Announcing Multivectors.jl. A package implementing Geometric Algebra with positive, negative and degenerate metric signatures.

Very cool, glad to see more packages exploring this space! If you’re interested, I’d be happy to collaborate with you at some point on this package if you’re interested. What sort of work would you like to see happen in this space in the near future?

One thing I’ve noticed is that it seems that your `Multivector`

s are not of a static dimensionality. That’s an interesting choice and while I can see advantages, I think there are great advantages to having the dimension of the algebra be encoded in the type of the Multivector. This lets you do things like unroll multiplications between multivectors, and I don’t think it’s an especially common usecase to multiply elements of geometric algebras of different dimensions. There was a discussion of this here: Encoding group elements and operations

where I showed the advantage of the unrolling. Here’s a comparison between the multiplication I hackily implemented in https://github.com/MasonProtter/GeometricAlgebras.jl and the multiplication in Multivectors.jl for a 3 dimensional geometric algebra:

```
using GeometricAlgebras
s, γ1, γ2, γ3 = basis_vectors(3)
A = s + γ1 + 2γ2 - γ3
B = γ1*γ2 - 3s
#--------------------------------
using Multivectors
@generate_basis("+++")
C = 1 + 1e₁ + 2e₂ - 1e₃
D = 1e₁*1e₂ - 3
#--------------------------------
f(A, B) = A*(A*A + B*B)*B
julia> @btime f($A, $B)
92.291 ns (0 allocations: 0 bytes)
-75.0 + -115.0γ₁ + -55.0γ₂ + 45.0γ₃ + 45.0γ₁γ₂ + -35.0γ₁γ₂γ₃
julia> @btime f($C, $D)
70.279 μs (1190 allocations: 33.17 KiB)
Multivector{Int64,3}
⟨-75⟩₀ + ⟨-55e₂,-115e₁,45e₃⟩₁ + ⟨45e₁₂,0e₁₃,0e₂₃⟩₂ + ⟨-35e₁₂₃⟩₃
```

One could maybe think of what I did as being like StaticArrays.jl, whereas your Multivectors are more akin to regular, dynamically sized arrays.

@Mason collaboration would be most welcome!

Performance of the Multivector and ( to a lesser extent ) of the KVector type is pretty sub-optimal, as you’ve noticed.

More than happy to accept pull requests that address that issue.

You have some specific interests in the field of Geometric Algebra?

I kept Multivector as general as possible because I’m still exploring applictions. I’m interested in applying Geometric Algebra to Discrete Differential Geometry. Still figuring out what algebra’s and objects are most useful there.

Initially I was interested in Blades and KVector types being separate packages that could be used without Multivectors. In practice I seem to always bring some Multivectors along though.

So Multivectors.jl was built bottom up from Blades, where you’ve appeared to take more of a top-down approach in GeometricAlgebras.jl.
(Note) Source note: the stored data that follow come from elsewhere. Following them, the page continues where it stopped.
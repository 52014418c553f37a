use core::fmt;
use core::mem::{self, MaybeUninit};
use core::ptr;
use core::slice;

use alloc::boxed::Box;
use alloc::string::String;

use crate::error::DynListError;

const DEFAULT_CAPACITY: usize = 10;
const DUMP_ENTRIES_PER_LINE: usize = 8;

/// A growable array-backed list with positional insert and remove.
///
/// Elements live in the leading `len` slots of a single contiguous buffer;
/// the remaining slots are uninitialized spare capacity. Positional insertion
/// and removal shift the tail of the live prefix by one slot, so element `i`
/// is always list index `i`.
pub struct DynList<T> {
    buffer: Box<[MaybeUninit<T>]>,
    len: usize,
}

impl<T> DynList<T> {
    /// Creates an empty list with the default capacity (10 slots).
    #[must_use]
    pub fn new() -> Self {
        Self::with_capacity(DEFAULT_CAPACITY)
    }

    /// Creates an empty list with room for exactly `capacity` elements
    /// before the first growth.
    #[must_use]
    pub fn with_capacity(capacity: usize) -> Self {
        Self {
            buffer: Box::new_uninit_slice(capacity),
            len: 0,
        }
    }

    /// Number of elements currently in the list.
    #[must_use]
    pub fn len(&self) -> usize {
        self.len
    }

    #[must_use]
    pub fn is_empty(&self) -> bool {
        self.len == 0
    }

    /// Total number of slots in the backing buffer. Grows by doubling and
    /// never shrinks, including after `clear` and removals.
    #[must_use]
    pub fn capacity(&self) -> usize {
        self.buffer.len()
    }

    /// The live prefix of the buffer.
    fn live(&self) -> &[T] {
        // SAFETY: slots [0, len) always hold initialized elements.
        unsafe { slice::from_raw_parts(self.buffer.as_ptr().cast::<T>(), self.len) }
    }

    fn check_bounds(&self, index: usize) -> Result<(), DynListError> {
        if index >= self.len {
            return Err(DynListError::IndexOutOfBounds {
                index,
                length: self.len,
            });
        }
        Ok(())
    }

    /// Guarantees capacity for at least one more element.
    ///
    /// Doubles the buffer when full; an empty buffer jumps straight to the
    /// default capacity. No observable effect when capacity already suffices.
    fn grow_if_needed(&mut self) {
        if self.len < self.capacity() {
            return;
        }
        let new_capacity = if self.capacity() == 0 {
            DEFAULT_CAPACITY
        } else {
            self.capacity() * 2
        };
        let mut new_buffer = Box::new_uninit_slice(new_capacity);
        // SAFETY: distinct allocations; the first `len` slots of the old
        // buffer are initialized and ownership moves bitwise into the new
        // buffer. The old box frees its storage without dropping contents.
        unsafe {
            ptr::copy_nonoverlapping(self.buffer.as_ptr(), new_buffer.as_mut_ptr(), self.len);
        }
        self.buffer = new_buffer;
    }

    /// Moves `[index, len)` one slot toward higher indices, freeing slot
    /// `index`.
    ///
    /// # Safety
    ///
    /// Caller guarantees `index <= len` and a spare slot past the live
    /// prefix (post-growth).
    unsafe fn shift_right(&mut self, index: usize) {
        let base = self.buffer.as_mut_ptr();
        ptr::copy(base.add(index), base.add(index + 1), self.len - index);
    }

    /// Moves `[index + 1, len)` one slot toward lower indices, overwriting
    /// slot `index`.
    ///
    /// # Safety
    ///
    /// Caller guarantees `index < len` and that slot `index` no longer owns
    /// an element.
    unsafe fn shift_left(&mut self, index: usize) {
        let base = self.buffer.as_mut_ptr();
        ptr::copy(base.add(index + 1), base.add(index), self.len - 1 - index);
    }

    /// Insertion core shared by `insert`, `push_front`, `push_back`, and
    /// `insert_after`. Caller has validated `index <= len`.
    fn insert_at(&mut self, index: usize, item: T) {
        self.grow_if_needed();
        if index < self.len {
            // SAFETY: grow_if_needed left a spare slot past the live prefix.
            unsafe { self.shift_right(index) };
        }
        self.buffer[index].write(item);
        self.len += 1;
    }

    /// Removal core shared by `remove`, `pop_front`, `pop_back`, and
    /// `remove_item`. Caller has validated `index < len`.
    fn remove_at(&mut self, index: usize) -> T {
        // SAFETY: slot `index` is within the live prefix. Ownership of the
        // element transfers to `item` here; the bits left behind are treated
        // as uninitialized from now on.
        let item = unsafe { self.buffer[index].assume_init_read() };
        if index < self.len - 1 {
            // SAFETY: slot `index` has been moved out of.
            unsafe { self.shift_left(index) };
        }
        self.len -= 1;
        item
    }

    /// Inserts `item` at `index`, shifting the elements at `[index, len)`
    /// one position up. `index == len` appends without shifting.
    ///
    /// # Errors
    ///
    /// Returns `DynListError::IndexOutOfBounds` if `index > len`. The list
    /// is unchanged on failure.
    pub fn insert(&mut self, index: usize, item: T) -> Result<(), DynListError> {
        if index > self.len {
            return Err(DynListError::IndexOutOfBounds {
                index,
                length: self.len,
            });
        }
        self.insert_at(index, item);
        Ok(())
    }

    /// Inserts `item` at the front of the list.
    pub fn push_front(&mut self, item: T) {
        self.insert_at(0, item);
    }

    /// Appends `item` to the end of the list.
    pub fn push_back(&mut self, item: T) {
        self.insert_at(self.len, item);
    }

    /// Removes and returns the element at `index`, shifting the elements at
    /// `[index + 1, len)` one position down.
    ///
    /// # Errors
    ///
    /// Returns `DynListError::IndexOutOfBounds` if `index >= len`. The list
    /// is unchanged on failure.
    pub fn remove(&mut self, index: usize) -> Result<T, DynListError> {
        self.check_bounds(index)?;
        Ok(self.remove_at(index))
    }

    /// Removes and returns the first element.
    ///
    /// # Errors
    ///
    /// Returns `DynListError::EmptyList` if the list is empty.
    pub fn pop_front(&mut self) -> Result<T, DynListError> {
        if self.is_empty() {
            return Err(DynListError::EmptyList);
        }
        Ok(self.remove_at(0))
    }

    /// Removes and returns the last element. Never shifts.
    ///
    /// # Errors
    ///
    /// Returns `DynListError::EmptyList` if the list is empty.
    pub fn pop_back(&mut self) -> Result<T, DynListError> {
        if self.is_empty() {
            return Err(DynListError::EmptyList);
        }
        Ok(self.remove_at(self.len - 1))
    }

    /// Drops all elements. Capacity is retained.
    pub fn clear(&mut self) {
        let live = ptr::slice_from_raw_parts_mut(self.buffer.as_mut_ptr().cast::<T>(), self.len);
        // len goes to zero first so a panicking Drop cannot double-drop.
        self.len = 0;
        // SAFETY: `live` covered exactly the initialized prefix.
        unsafe { ptr::drop_in_place(live) };
    }

    /// Returns a reference to the element at `index`.
    ///
    /// # Errors
    ///
    /// Returns `DynListError::IndexOutOfBounds` if `index >= len`.
    pub fn get(&self, index: usize) -> Result<&T, DynListError> {
        self.check_bounds(index)?;
        Ok(&self.live()[index])
    }

    /// Replaces the element at `index` and returns the previous one.
    ///
    /// # Errors
    ///
    /// Returns `DynListError::IndexOutOfBounds` if `index >= len`. The list
    /// is unchanged on failure.
    pub fn set(&mut self, index: usize, item: T) -> Result<T, DynListError> {
        self.check_bounds(index)?;
        // SAFETY: slot `index` is within the live prefix.
        let slot = unsafe { self.buffer[index].assume_init_mut() };
        Ok(mem::replace(slot, item))
    }

    /// Returns a reference to the first element.
    ///
    /// # Errors
    ///
    /// Returns `DynListError::EmptyList` if the list is empty.
    pub fn front(&self) -> Result<&T, DynListError> {
        if self.is_empty() {
            return Err(DynListError::EmptyList);
        }
        Ok(&self.live()[0])
    }

    /// Returns a reference to the last element.
    ///
    /// # Errors
    ///
    /// Returns `DynListError::EmptyList` if the list is empty.
    pub fn back(&self) -> Result<&T, DynListError> {
        if self.is_empty() {
            return Err(DynListError::EmptyList);
        }
        Ok(&self.live()[self.len - 1])
    }

    /// Renders a multi-line snapshot of the whole buffer: size, capacity,
    /// and every slot in order, eight entries per line. Live slots show the
    /// element, spare slots show `_`.
    ///
    /// Diagnostic output only; the exact layout is not a stable API.
    #[must_use]
    pub fn dump(&self) -> String
    where
        T: fmt::Debug,
    {
        use core::fmt::Write;

        let mut out = String::new();
        let _ = write!(
            out,
            "DynList[size={}, capacity={}]\n  slots: [",
            self.len,
            self.capacity()
        );
        for index in 0..self.capacity() {
            if index % DUMP_ENTRIES_PER_LINE == 0 {
                out.push_str("\n    ");
            } else {
                out.push_str(" | ");
            }
            if index < self.len {
                let _ = write!(out, "{:?}", self.live()[index]);
            } else {
                out.push('_');
            }
        }
        out.push_str("\n  ]");
        out
    }
}

impl<T: PartialEq> DynList<T> {
    /// Returns the position of the first element equal to `item`, or `None`
    /// if no element matches. O(len).
    #[must_use]
    pub fn index_of(&self, item: &T) -> Option<usize> {
        self.live().iter().position(|candidate| candidate == item)
    }

    #[must_use]
    pub fn contains(&self, item: &T) -> bool {
        self.index_of(item).is_some()
    }

    /// Inserts `item` directly after the first occurrence of `existing`.
    ///
    /// Returns `true` on insertion, `false` (list unchanged) when `existing`
    /// is not present. Absence is a normal outcome, not an error.
    pub fn insert_after(&mut self, existing: &T, item: T) -> bool {
        match self.index_of(existing) {
            Some(found) => {
                self.insert_at(found + 1, item);
                true
            }
            None => false,
        }
    }

    /// Removes the first element equal to `item`.
    ///
    /// Returns `true` on removal, `false` (list unchanged) when no element
    /// matches.
    pub fn remove_item(&mut self, item: &T) -> bool {
        match self.index_of(item) {
            Some(found) => {
                self.remove_at(found);
                true
            }
            None => false,
        }
    }
}

impl<T> Drop for DynList<T> {
    fn drop(&mut self) {
        self.clear();
    }
}

impl<T> Default for DynList<T> {
    fn default() -> Self {
        Self::new()
    }
}

impl<T: fmt::Debug> fmt::Debug for DynList<T> {
    fn fmt(&self, f: &mut fmt::Formatter<'_>) -> fmt::Result {
        f.debug_list().entries(self.live()).finish()
    }
}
Possibly this is useful in Differential Geometry. If you actually want to multiply elements from different algebras to implement, i.e. sensible push-forward or pull-back operations seems doubtful though. Could work out promotion rules to make something like that work nicely. So I reckon that’s a reasonable constraint to add.
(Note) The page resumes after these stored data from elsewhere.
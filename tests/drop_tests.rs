//! Ownership hand-off checks: every element placed into the list must be
//! dropped exactly once, whether it leaves through `remove`/`pop`, gets
//! replaced by `set`, or is still live when the list is cleared or dropped.

use std::rc::Rc;

use dynlist::DynList;

#[test]
fn test_clear_drops_all_live_elements() {
    let marker = Rc::new(());
    let mut list = DynList::new();
    for _ in 0..5 {
        list.push_back(Rc::clone(&marker));
    }
    assert_eq!(Rc::strong_count(&marker), 6);

    list.clear();

    assert_eq!(Rc::strong_count(&marker), 1);
}

#[test]
fn test_list_drop_releases_live_elements() {
    let marker = Rc::new(());
    {
        let mut list = DynList::new();
        for _ in 0..7 {
            list.push_back(Rc::clone(&marker));
        }
        assert_eq!(Rc::strong_count(&marker), 8);
    }
    assert_eq!(Rc::strong_count(&marker), 1);
}

#[test]
fn test_growth_neither_leaks_nor_double_drops() {
    let marker = Rc::new(());
    {
        let mut list = DynList::with_capacity(2);
        // Forces several buffer reallocations.
        for _ in 0..25 {
            list.push_back(Rc::clone(&marker));
        }
        assert_eq!(Rc::strong_count(&marker), 26);
    }
    assert_eq!(Rc::strong_count(&marker), 1);
}

#[test]
fn test_remove_hands_ownership_to_caller() {
    let marker = Rc::new(());
    let mut list = DynList::new();
    for _ in 0..3 {
        list.push_back(Rc::clone(&marker));
    }

    let removed = list.remove(1).unwrap();
    assert_eq!(Rc::strong_count(&marker), 4); // still alive in caller's hands

    drop(removed);
    assert_eq!(Rc::strong_count(&marker), 3);

    drop(list);
    assert_eq!(Rc::strong_count(&marker), 1);
}

#[test]
fn test_pop_front_shift_does_not_double_drop() {
    let marker = Rc::new(());
    let mut list = DynList::new();
    for _ in 0..4 {
        list.push_back(Rc::clone(&marker));
    }

    drop(list.pop_front().unwrap());
    drop(list.pop_front().unwrap());
    assert_eq!(Rc::strong_count(&marker), 3);

    drop(list);
    assert_eq!(Rc::strong_count(&marker), 1);
}

#[test]
fn test_set_returns_replaced_element_intact() {
    let old = Rc::new(1);
    let new = Rc::new(2);
    let mut list = DynList::new();
    list.push_back(Rc::clone(&old));

    let previous = list.set(0, Rc::clone(&new)).unwrap();
    assert_eq!(*previous, 1);
    assert_eq!(Rc::strong_count(&old), 2);

    drop(previous);
    assert_eq!(Rc::strong_count(&old), 1);
    assert_eq!(Rc::strong_count(&new), 2);
}

#[test]
fn test_remove_item_drops_only_the_match() {
    let a = Rc::new(1);
    let b = Rc::new(2);
    let mut list = DynList::new();
    list.push_back(Rc::clone(&a));
    list.push_back(Rc::clone(&b));

    assert!(list.remove_item(&Rc::new(1)));

    assert_eq!(Rc::strong_count(&a), 1);
    assert_eq!(Rc::strong_count(&b), 2);
    assert_eq!(list.len(), 1);
}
You are getting really good performance there!

Left to my own devices, I was thinking of implementing yet another Type to represent k-vector + scalar or k-vector + pseudoscalar in an optimal fashion. I think there’s a name for these objects. Anyways, they are by far the most common kind of Multivector.
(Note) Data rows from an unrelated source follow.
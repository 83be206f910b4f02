//! Page arithmetic: how many pages a run needs and which pages each worker owns.
//!
//! Worker `i` of `n` owns pages `i+1, i+1+n, i+1+2n, …` up to the last page,
//! so the assignments of all workers tile `1..=total_pages` with no overlap.

use std::iter::StepBy;
use std::ops::RangeInclusive;

/// `ceil(total_count / page_size)`, or `None` when page numbers would not
/// fit in `u32`. `page_size` must be non-zero.
pub fn total_pages(total_count: usize, page_size: usize) -> Option<u32> {
    u32::try_from(total_count.div_ceil(page_size)).ok()
}

/// One request in the bulk page plan.
#[derive(Debug, Clone, Copy, PartialEq, Eq)]
pub struct PageRequest {
    /// 1-based page number.
    pub page: u32,
    pub size: usize,
}

/// Pages needed to fetch exactly `total_count` records, the last one sized
/// to the remainder: `(5, 2)` gives sizes `[2, 2, 1]`. `None` under the
/// same condition as [`total_pages`].
pub fn page_plan(total_count: usize, page_size: usize) -> Option<Vec<PageRequest>> {
    let pages = total_pages(total_count, page_size)?;
    let plan = (1..=pages)
        .map(|page| {
            let already = (page as usize - 1) * page_size;
            PageRequest {
                page,
                size: page_size.min(total_count - already),
            }
        })
        .collect();
    Some(plan)
}

/// The pages owned by one worker.
#[derive(Debug, Clone, Copy, PartialEq, Eq)]
pub struct WorkAssignment {
    pub worker_index: usize,
    pub worker_count: usize,
    pub total_pages: u32,
}

impl WorkAssignment {
    /// `worker_count` must be non-zero and `worker_index < worker_count`.
    pub fn new(worker_index: usize, worker_count: usize, total_pages: u32) -> Self {
        debug_assert!(worker_count > 0 && worker_index < worker_count);
        Self {
            worker_index,
            worker_count,
            total_pages,
        }
    }

    /// Owned page numbers in increasing order.
    pub fn pages(&self) -> StepBy<RangeInclusive<u32>> {
        (self.worker_index as u32 + 1..=self.total_pages).step_by(self.worker_count)
    }
}

impl IntoIterator for WorkAssignment {
    type Item = u32;
    type IntoIter = StepBy<RangeInclusive<u32>>;

    fn into_iter(self) -> Self::IntoIter {
        self.pages()
    }
}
Starting to get a bit of a type explosion in Multivectors.jl though so just having a much faster Multivector type would probably be better.

Grassmann.jl is already designed in a way that allows geometric algebras of different dimension to interact by using the `SubManifold`

from DirectSum.jl.

Also, I have implemented the suggestion given to me by @Mason also mentioned above, thanks! It only works for 5 dimensional geometric algebras or less, above that it’s slower than my high dimensional method.